上関町議会議員選挙の投開票が22日行われ10人の新しい議員が決まりました。
使用済み核燃料の中間貯蔵施設の建設計画が浮上して初めての町議選で、当選した10人の事前のアンケート結果への回答は、賛成が5人、反対が3人、無回答が2人でした。

任期満了に伴う上関町議会議員選挙には定数10に対し12人が立候補し5日間の選挙戦を繰り広げました。
投票は22日行われ、開票作業の結果、現職9人、新人1人が当選しました。
投票率は78・86%で、選挙戦となった8年前を1・74ポイント下回っています。
今回は、中国電力による使用済み核燃料の中間貯蔵施設の建設計画浮上後、はじめての町議選で事前に実施したアンケート調査によりますと当選した10人のうち計画に賛成と答えたのは5人、反対は3人、無回答が2人です。無回答の2人はいずれも現職で、2023年の立地可能性調査の是非に対しては賛成1、反対1でした。

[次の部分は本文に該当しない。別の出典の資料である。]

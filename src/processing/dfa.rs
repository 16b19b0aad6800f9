//! Detrended fluctuation analysis
//!
//! Estimates the scaling exponent of a series: ~0.5 for uncorrelated noise,
//! above 0.5 for persistent (drifting, memoryful) behaviour. The reported
//! Hurst exponent is the exponent clamped to [0, 1].

use super::regression::LinearFit;
use crate::config::defaults::{
    DFA_FALLBACK_HURST, DFA_MIN_FLUCTUATION, DFA_MIN_SCALE, DFA_SCALE_COUNT,
};

/// How the estimate was obtained.
#[derive(Debug, Clone, Copy, PartialEq, Eq)]
pub enum DfaStatus {
    /// Log-log regression over at least two scales
    Estimated,
    /// Fewer than two usable scales; fallback values reported
    TooShort,
    /// Zero fluctuation at every scale (constant series)
    Degenerate,
}

#[derive(Debug, Clone, PartialEq)]
pub struct DfaOutcome {
    /// Scaling exponent clamped to [0, 1]
    pub hurst: f64,
    /// Raw log-log slope
    pub alpha: f64,
    /// R² of the log-log regression
    pub r_squared: f64,
    /// Window lengths that produced a usable fluctuation
    pub scales: Vec<usize>,
    /// F(s) for each entry of `scales`
    pub fluctuations: Vec<f64>,
    pub status: DfaStatus,
}

impl DfaOutcome {
    fn fallback(status: DfaStatus) -> Self {
        Self {
            hurst: DFA_FALLBACK_HURST,
            alpha: DFA_FALLBACK_HURST,
            r_squared: 0.0,
            scales: Vec::new(),
            fluctuations: Vec::new(),
            status,
        }
    }

    /// Whether the estimate is good enough to be scored.
    pub fn is_reliable(&self, min_r_squared: f64) -> bool {
        self.status == DfaStatus::Estimated && self.r_squared >= min_r_squared
    }
}

/// Run DFA over `values`.
pub fn detrended_fluctuation(values: &[f64]) -> DfaOutcome {
    let n = values.len();
    let scales = candidate_scales(n);
    if scales.len() < 2 {
        return DfaOutcome::fallback(DfaStatus::TooShort);
    }

    // Integrated, mean-removed profile
    let mean = values.iter().sum::<f64>() / n as f64;
    let profile: Vec<f64> = values
        .iter()
        .scan(0.0, |acc, v| {
            *acc += v - mean;
            Some(*acc)
        })
        .collect();

    let mut used_scales = Vec::with_capacity(scales.len());
    let mut fluctuations = Vec::with_capacity(scales.len());
    for s in scales {
        let f = fluctuation(&profile, s);
        if f.is_finite() && f > DFA_MIN_FLUCTUATION {
            used_scales.push(s);
            fluctuations.push(f);
        }
    }

    if used_scales.is_empty() {
        return DfaOutcome::fallback(DfaStatus::Degenerate);
    }
    if used_scales.len() < 2 {
        return DfaOutcome::fallback(DfaStatus::TooShort);
    }

    let log_s: Vec<f64> = used_scales.iter().map(|&s| (s as f64).ln()).collect();
    let log_f: Vec<f64> = fluctuations.iter().map(|f| f.ln()).collect();
    let fit = LinearFit::fit(&log_s, &log_f);

    DfaOutcome {
        hurst: fit.slope.clamp(0.0, 1.0),
        alpha: fit.slope,
        r_squared: fit.r_squared,
        scales: used_scales,
        fluctuations,
        status: DfaStatus::Estimated,
    }
}

/// Log-spaced, rounded, deduplicated window lengths in `[4, n/4]`.
fn candidate_scales(n: usize) -> Vec<usize> {
    let max_scale = n / 4;
    if max_scale < DFA_MIN_SCALE {
        return Vec::new();
    }
    if max_scale == DFA_MIN_SCALE {
        return vec![DFA_MIN_SCALE];
    }

    let lo = (DFA_MIN_SCALE as f64).ln();
    let hi = (max_scale as f64).ln();
    let steps = (DFA_SCALE_COUNT - 1) as f64;
    let mut scales: Vec<usize> = (0..DFA_SCALE_COUNT)
        .map(|i| (lo + (hi - lo) * i as f64 / steps).exp().round() as usize)
        .map(|s| s.clamp(DFA_MIN_SCALE, max_scale))
        .collect();
    scales.dedup();
    scales
}

/// Root-mean-square residual of the per-window linear detrend at scale `s`.
///
/// Windows are taken from the start and, when `s` does not divide the
/// profile length, again from the end so no sample is ignored.
fn fluctuation(profile: &[f64], s: usize) -> f64 {
    let n = profile.len();
    let windows = n / s;
    if windows == 0 {
        return 0.0;
    }

    let x: Vec<f64> = (0..s).map(|i| i as f64).collect();
    let window_variance = |segment: &[f64]| -> f64 {
        let fit = LinearFit::fit(&x, segment);
        let ssr: f64 = segment
            .iter()
            .enumerate()
            .map(|(i, v)| {
                let r = v - fit.predict(i as f64);
                r * r
            })
            .sum();
        ssr / s as f64
    };

    let mut variances: Vec<f64> = profile.chunks_exact(s).map(window_variance).collect();
    if n % s != 0 {
        variances.extend(profile.rchunks_exact(s).map(window_variance));
    }

    (variances.iter().sum::<f64>() / variances.len() as f64).sqrt()
}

開票結果を受け取材に応じた西哲夫町長は「議会構成は賛成6、反対4となると思う、今後、しっかりと議論してほしい」などと述べました。
■10人の当選者
岩木和美氏 166票
海下竜一郎氏 161票
古泉直紀氏 157票
柏田真一氏 138票
清水康博氏 137票
国弘秀人氏 135票
山谷良数氏 130票
右田千賀子氏 111票
山戸孝氏 108票
秋山鈴明氏 100票
■上関町の使用済み核燃料の中間貯蔵施設建設計画
山口県上関町には今からおよそ45年前…止まらない過疎高齢化を背景に原発の建設計画が浮上しました。
福島第一原発事故により原発計画は中断。交付金や工事に伴う地元への発注も期待できないなか、西哲夫町長は中国電力に「地域振興策」を求めました。
その回答として示されたのが使用済み核燃料の中間貯蔵施設です。中国電力は2023年8月、立地可能性調査を申し入れ、町が受け入れたその日から調査に着手、そこから2年余り、調査と分析を行ってきました。
そして去年8月、中国電力は西町長に「立地は可能である」とする報告書を手渡しました。ただ使用済み核燃料の貯蔵容量などを示す事業計画は示されておらず、上関町の西町長もまだ、建設計画についての判断は示していません。